__Assignment__: Say how many lines below have "filename" in them, giving the number alone.
☆ ☆ ☆ ☆
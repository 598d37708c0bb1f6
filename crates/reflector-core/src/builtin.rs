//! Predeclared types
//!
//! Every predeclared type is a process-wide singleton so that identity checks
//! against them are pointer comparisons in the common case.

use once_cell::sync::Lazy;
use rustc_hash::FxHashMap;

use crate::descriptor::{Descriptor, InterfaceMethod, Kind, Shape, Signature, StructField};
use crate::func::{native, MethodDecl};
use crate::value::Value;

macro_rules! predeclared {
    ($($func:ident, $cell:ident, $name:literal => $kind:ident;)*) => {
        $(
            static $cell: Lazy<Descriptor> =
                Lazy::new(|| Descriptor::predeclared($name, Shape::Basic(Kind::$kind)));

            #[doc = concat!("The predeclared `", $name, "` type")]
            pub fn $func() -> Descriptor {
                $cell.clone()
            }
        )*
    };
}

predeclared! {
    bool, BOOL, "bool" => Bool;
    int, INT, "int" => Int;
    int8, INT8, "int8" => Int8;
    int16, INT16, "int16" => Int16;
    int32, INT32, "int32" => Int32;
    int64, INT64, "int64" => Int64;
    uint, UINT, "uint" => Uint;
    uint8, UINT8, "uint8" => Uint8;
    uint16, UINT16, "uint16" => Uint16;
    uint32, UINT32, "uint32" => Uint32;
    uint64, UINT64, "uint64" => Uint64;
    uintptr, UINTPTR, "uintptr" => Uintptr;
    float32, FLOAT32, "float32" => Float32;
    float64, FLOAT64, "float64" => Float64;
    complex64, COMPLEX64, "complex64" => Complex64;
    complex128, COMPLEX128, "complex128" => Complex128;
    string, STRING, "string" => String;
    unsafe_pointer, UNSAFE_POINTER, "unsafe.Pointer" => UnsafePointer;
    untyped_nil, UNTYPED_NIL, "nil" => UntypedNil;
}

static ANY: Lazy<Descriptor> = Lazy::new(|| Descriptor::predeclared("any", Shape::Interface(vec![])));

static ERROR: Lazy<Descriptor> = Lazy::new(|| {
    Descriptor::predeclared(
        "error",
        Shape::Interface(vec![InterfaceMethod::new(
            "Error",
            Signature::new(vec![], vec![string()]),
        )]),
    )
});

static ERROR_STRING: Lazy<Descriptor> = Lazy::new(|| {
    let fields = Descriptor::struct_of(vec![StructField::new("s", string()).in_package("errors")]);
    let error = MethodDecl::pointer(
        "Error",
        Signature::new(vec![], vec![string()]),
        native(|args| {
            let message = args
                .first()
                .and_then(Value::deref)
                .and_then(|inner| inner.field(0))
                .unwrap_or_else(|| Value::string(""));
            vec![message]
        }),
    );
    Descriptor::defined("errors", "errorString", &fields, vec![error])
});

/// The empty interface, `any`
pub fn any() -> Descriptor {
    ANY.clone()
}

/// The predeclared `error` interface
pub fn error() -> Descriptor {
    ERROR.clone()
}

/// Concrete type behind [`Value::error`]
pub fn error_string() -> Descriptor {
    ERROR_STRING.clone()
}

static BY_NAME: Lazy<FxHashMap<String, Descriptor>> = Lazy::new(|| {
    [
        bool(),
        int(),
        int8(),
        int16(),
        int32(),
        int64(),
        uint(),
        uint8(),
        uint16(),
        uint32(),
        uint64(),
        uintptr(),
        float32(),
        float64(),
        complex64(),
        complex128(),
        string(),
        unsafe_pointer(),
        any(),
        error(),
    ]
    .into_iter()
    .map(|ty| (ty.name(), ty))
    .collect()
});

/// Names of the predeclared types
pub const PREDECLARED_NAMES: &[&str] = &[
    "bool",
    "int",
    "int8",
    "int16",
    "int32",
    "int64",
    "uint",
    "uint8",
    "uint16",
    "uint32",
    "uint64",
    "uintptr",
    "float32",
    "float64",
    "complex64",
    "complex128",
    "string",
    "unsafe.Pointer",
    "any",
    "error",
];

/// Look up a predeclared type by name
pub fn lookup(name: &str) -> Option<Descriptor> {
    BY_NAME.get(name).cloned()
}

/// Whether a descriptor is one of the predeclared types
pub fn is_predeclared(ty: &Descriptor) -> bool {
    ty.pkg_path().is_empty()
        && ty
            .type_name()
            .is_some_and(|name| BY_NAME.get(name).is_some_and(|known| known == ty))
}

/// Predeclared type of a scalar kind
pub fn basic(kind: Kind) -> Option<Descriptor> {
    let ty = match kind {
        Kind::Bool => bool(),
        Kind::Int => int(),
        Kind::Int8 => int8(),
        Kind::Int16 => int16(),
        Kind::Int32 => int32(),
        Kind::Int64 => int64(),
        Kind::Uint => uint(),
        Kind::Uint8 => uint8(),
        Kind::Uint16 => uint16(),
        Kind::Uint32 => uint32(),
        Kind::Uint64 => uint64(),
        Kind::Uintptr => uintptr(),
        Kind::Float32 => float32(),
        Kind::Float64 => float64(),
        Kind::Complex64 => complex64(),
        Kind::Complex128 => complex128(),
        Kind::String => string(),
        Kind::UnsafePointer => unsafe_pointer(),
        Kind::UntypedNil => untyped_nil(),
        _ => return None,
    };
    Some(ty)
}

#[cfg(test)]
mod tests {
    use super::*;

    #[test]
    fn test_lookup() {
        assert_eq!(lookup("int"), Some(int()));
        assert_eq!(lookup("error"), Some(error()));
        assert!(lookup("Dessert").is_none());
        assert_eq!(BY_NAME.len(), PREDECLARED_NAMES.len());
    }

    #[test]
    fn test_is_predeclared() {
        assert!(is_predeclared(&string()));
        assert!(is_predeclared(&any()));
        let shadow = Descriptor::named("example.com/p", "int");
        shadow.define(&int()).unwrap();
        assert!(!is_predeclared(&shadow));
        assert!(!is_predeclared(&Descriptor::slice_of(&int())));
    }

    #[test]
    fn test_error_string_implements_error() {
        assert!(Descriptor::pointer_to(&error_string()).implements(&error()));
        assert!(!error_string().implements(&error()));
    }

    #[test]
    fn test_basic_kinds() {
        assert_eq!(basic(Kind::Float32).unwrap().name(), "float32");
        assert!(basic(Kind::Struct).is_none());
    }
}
☆ ☆ ☆ ☆
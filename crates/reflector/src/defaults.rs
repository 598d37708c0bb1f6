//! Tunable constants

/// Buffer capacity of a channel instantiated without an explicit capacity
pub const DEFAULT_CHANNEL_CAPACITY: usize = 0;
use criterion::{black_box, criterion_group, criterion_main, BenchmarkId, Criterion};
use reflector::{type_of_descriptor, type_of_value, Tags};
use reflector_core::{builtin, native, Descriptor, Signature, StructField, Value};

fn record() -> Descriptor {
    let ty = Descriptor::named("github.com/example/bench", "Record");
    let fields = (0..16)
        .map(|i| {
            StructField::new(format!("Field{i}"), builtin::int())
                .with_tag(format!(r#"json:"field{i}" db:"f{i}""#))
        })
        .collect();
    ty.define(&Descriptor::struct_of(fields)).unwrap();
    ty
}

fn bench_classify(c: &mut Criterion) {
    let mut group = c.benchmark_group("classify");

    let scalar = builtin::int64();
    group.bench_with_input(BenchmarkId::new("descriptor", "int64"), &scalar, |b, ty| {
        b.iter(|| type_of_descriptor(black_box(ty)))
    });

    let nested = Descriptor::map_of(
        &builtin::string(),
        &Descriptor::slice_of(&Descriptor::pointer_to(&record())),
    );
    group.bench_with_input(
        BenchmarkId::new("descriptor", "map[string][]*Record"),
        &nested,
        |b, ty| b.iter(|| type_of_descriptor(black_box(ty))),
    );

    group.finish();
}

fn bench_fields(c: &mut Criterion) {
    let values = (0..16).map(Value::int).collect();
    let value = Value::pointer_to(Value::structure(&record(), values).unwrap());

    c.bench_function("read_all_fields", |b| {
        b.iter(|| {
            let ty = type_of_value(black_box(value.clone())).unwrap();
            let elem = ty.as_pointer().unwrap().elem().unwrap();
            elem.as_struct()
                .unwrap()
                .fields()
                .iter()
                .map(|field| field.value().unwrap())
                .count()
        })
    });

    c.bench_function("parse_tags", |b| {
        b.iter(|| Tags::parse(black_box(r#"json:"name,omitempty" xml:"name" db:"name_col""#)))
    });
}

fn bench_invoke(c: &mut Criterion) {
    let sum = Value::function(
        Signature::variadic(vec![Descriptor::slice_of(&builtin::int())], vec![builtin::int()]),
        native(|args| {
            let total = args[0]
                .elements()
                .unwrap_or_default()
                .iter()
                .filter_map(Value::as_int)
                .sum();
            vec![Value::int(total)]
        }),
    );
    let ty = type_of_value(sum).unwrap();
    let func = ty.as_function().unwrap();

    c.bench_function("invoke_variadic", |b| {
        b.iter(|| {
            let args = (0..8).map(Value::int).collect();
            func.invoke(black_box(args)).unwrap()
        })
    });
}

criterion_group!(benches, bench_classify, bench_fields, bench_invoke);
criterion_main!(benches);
☆ ☆ ☆ ☆
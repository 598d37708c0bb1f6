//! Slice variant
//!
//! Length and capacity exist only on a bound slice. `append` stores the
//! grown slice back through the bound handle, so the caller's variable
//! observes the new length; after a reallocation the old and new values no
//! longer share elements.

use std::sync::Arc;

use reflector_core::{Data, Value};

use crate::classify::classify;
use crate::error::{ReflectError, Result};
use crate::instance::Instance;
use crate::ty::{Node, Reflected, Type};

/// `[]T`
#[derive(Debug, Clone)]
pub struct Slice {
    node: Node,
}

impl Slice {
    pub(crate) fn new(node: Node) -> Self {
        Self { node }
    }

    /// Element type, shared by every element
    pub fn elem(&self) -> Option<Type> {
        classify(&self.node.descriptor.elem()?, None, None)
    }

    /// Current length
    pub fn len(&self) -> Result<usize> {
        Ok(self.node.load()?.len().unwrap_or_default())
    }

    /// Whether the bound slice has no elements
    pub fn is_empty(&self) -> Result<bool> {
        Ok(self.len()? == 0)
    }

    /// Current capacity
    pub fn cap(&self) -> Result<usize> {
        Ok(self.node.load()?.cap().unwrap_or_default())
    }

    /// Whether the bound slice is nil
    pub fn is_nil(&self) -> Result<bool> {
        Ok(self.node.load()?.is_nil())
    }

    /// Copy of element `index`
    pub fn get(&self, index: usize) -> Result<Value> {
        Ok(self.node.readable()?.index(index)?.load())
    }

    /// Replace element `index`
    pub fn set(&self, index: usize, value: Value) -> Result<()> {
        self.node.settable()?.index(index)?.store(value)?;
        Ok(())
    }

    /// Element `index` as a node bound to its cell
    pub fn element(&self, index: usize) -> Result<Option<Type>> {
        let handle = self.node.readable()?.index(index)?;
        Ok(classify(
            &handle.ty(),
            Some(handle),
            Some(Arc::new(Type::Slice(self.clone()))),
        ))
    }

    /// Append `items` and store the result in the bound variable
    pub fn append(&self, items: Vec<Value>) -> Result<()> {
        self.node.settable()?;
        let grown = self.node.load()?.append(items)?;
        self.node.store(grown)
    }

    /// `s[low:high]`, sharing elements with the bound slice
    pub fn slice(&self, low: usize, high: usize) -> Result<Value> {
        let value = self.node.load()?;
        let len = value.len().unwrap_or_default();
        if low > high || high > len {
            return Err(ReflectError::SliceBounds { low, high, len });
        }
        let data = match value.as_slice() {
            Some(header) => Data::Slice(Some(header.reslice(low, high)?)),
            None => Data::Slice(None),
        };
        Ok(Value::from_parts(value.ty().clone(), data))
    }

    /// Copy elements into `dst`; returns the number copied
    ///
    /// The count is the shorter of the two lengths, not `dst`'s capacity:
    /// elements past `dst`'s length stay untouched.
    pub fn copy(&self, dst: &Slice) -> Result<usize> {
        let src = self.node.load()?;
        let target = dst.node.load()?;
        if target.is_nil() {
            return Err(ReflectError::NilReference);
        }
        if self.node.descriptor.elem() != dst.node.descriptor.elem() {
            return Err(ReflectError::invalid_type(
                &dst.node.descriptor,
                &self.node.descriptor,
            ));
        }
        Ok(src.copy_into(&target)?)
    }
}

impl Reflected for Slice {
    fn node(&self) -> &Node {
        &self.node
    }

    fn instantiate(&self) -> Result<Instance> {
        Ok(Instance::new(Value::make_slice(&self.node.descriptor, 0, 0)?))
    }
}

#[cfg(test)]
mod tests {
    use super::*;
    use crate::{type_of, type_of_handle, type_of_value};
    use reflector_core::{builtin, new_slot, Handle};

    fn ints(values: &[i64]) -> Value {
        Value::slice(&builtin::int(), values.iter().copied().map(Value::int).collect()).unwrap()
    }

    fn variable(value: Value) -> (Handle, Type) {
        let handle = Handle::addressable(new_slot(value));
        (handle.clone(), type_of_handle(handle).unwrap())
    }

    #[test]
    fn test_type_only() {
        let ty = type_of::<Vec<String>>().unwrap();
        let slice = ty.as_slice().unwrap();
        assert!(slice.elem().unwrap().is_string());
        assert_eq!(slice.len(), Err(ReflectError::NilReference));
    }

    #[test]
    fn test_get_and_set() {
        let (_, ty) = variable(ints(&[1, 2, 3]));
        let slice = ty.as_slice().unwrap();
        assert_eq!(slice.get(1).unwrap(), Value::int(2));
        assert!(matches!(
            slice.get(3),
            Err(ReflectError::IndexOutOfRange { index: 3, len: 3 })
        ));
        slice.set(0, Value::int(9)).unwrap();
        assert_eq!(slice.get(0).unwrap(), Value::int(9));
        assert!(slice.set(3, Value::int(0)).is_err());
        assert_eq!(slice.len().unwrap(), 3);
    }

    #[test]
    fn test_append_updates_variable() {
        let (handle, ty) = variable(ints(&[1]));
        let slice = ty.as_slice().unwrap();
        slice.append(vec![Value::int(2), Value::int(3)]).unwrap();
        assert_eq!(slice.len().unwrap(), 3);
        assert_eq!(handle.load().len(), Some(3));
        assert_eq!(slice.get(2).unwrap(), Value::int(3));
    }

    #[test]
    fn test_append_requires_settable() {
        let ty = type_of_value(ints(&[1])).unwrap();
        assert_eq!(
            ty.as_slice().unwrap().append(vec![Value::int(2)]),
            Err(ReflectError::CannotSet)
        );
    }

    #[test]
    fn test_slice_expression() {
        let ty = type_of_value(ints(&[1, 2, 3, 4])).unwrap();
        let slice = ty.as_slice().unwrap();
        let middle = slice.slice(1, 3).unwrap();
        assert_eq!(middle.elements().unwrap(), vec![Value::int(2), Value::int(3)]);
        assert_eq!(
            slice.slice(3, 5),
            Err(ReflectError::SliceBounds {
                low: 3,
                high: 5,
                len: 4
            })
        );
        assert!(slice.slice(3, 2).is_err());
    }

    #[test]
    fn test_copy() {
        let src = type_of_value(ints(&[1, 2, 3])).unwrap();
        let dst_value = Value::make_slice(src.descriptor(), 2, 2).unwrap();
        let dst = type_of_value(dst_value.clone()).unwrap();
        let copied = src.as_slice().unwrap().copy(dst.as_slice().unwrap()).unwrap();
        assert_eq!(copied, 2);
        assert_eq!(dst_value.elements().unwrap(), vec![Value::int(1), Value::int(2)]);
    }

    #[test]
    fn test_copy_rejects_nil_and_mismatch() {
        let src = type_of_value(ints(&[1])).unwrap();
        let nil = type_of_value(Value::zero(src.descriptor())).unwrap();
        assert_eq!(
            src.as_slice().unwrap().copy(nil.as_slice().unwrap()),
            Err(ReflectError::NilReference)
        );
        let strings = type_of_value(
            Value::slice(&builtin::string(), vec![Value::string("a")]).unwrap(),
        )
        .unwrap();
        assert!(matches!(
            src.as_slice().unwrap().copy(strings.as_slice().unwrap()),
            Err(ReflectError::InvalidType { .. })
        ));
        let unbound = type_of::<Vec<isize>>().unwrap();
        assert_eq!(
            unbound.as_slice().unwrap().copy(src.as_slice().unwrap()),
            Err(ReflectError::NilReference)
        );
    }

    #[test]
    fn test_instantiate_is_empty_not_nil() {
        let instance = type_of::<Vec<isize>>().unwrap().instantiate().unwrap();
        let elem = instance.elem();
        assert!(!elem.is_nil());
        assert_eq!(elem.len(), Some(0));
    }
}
☆ ☆ ☆ ☆
__Exercise answer__: 2